> _About this task_:
Below are lines of data, and only some are wanted. Please repeat exactly those from the line that has "anything is persisted." through the line that has "pub use supplier::SupplierValidator;".

[Saved entries]
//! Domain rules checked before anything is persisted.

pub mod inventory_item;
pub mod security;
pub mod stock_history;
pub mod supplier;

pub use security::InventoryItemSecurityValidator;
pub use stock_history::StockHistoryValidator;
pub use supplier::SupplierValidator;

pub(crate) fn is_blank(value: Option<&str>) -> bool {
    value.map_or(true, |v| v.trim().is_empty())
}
--
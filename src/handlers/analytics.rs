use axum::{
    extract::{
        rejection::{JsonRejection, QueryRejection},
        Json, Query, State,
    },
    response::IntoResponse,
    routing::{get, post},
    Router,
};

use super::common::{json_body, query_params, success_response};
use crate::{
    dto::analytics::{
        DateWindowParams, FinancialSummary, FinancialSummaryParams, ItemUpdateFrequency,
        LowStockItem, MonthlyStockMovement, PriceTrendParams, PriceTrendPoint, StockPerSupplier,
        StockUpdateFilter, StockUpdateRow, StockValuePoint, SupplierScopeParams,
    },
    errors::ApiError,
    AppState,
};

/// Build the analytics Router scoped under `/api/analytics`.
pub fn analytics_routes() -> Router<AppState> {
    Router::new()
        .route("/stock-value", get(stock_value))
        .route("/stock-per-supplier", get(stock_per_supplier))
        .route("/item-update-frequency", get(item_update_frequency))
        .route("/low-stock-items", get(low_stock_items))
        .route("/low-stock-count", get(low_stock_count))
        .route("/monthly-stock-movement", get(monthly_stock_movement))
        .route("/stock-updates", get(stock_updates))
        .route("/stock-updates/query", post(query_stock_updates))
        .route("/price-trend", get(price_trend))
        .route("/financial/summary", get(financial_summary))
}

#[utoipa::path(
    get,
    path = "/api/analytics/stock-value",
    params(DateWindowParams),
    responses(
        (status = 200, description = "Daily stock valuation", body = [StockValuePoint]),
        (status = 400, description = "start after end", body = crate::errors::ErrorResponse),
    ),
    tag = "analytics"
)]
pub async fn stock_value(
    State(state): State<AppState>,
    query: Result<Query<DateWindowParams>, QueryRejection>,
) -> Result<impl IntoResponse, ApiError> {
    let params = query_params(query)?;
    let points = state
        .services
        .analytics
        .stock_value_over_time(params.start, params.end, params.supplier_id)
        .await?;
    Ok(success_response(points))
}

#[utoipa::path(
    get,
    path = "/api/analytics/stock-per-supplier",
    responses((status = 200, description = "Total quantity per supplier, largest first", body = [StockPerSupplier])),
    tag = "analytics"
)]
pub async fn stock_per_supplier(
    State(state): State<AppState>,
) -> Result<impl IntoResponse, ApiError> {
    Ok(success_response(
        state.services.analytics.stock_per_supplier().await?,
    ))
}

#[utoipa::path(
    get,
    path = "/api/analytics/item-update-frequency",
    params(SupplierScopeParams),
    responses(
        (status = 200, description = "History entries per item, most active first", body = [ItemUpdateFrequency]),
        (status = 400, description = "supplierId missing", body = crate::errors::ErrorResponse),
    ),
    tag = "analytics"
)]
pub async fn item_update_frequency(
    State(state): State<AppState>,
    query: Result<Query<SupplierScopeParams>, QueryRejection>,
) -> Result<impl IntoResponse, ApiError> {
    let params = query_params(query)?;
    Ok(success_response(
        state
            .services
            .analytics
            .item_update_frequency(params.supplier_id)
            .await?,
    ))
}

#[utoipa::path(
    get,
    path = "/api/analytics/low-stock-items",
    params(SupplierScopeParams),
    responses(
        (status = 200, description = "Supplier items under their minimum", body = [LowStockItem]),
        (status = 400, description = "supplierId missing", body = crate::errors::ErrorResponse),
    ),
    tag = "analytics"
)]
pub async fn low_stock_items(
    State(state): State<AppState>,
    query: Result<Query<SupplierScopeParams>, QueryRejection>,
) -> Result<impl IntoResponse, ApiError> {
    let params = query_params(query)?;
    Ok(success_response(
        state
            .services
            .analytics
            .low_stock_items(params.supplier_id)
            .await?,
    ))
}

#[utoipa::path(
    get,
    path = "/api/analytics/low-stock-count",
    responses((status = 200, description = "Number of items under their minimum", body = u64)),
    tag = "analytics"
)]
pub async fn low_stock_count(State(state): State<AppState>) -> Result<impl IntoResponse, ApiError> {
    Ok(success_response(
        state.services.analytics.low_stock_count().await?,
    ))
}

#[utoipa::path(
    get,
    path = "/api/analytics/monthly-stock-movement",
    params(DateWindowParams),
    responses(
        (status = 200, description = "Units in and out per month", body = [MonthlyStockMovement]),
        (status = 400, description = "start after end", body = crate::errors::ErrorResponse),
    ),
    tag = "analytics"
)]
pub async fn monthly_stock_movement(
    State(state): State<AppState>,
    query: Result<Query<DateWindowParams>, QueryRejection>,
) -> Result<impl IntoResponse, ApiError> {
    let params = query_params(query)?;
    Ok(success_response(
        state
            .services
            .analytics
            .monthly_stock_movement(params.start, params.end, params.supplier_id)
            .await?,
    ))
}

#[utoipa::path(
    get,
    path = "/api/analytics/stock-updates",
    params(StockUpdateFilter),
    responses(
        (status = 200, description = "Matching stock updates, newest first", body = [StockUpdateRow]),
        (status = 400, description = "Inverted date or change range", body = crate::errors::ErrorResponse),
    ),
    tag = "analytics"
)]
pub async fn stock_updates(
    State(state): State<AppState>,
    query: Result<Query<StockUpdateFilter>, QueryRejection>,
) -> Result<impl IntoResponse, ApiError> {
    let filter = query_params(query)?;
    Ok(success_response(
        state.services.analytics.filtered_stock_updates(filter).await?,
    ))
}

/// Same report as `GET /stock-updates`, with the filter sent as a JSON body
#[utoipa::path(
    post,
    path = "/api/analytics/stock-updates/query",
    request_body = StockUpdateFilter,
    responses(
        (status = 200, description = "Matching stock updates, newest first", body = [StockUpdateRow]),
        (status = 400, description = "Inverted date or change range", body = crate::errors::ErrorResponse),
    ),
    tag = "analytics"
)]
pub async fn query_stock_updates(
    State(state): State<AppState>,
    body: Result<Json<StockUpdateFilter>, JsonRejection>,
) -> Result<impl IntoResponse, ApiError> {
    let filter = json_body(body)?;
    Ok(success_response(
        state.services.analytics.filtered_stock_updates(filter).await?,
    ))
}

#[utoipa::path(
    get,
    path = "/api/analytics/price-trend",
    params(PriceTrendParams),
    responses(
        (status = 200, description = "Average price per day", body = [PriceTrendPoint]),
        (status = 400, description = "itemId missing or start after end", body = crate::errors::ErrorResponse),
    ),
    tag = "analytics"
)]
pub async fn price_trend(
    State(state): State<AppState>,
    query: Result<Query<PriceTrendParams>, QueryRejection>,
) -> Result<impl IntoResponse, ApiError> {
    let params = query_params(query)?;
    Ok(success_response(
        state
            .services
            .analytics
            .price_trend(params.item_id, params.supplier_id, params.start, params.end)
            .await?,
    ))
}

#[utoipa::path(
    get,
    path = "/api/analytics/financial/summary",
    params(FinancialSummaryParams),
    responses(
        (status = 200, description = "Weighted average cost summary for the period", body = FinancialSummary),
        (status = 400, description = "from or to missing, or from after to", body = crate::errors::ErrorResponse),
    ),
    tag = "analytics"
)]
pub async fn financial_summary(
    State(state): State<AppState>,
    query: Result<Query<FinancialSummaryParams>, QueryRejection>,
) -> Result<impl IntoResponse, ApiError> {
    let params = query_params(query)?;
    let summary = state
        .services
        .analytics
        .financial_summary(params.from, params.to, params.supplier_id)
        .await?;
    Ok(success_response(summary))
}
==
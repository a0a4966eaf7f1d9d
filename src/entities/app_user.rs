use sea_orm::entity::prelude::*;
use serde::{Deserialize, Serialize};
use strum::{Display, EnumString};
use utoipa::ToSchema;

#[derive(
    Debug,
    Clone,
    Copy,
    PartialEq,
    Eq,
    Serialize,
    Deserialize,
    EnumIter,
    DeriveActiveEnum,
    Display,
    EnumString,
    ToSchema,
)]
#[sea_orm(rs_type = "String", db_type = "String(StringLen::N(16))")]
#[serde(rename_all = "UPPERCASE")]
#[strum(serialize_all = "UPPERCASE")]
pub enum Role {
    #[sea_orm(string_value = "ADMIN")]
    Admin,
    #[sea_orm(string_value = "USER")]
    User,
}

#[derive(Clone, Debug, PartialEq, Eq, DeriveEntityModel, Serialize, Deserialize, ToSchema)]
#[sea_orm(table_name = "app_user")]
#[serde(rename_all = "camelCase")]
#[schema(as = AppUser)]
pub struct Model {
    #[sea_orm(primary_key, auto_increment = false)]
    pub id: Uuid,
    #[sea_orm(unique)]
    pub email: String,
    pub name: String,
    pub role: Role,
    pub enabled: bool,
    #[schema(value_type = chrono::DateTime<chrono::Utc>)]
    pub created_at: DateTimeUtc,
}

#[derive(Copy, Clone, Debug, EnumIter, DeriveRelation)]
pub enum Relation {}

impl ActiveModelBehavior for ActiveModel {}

> _Reply_:
//! Domain rules checked before anything is persisted.

pub mod inventory_item;
pub mod security;
pub mod stock_history;
pub mod supplier;

pub use security::InventoryItemSecurityValidator;
pub use stock_history::StockHistoryValidator;
pub use supplier::SupplierValidator;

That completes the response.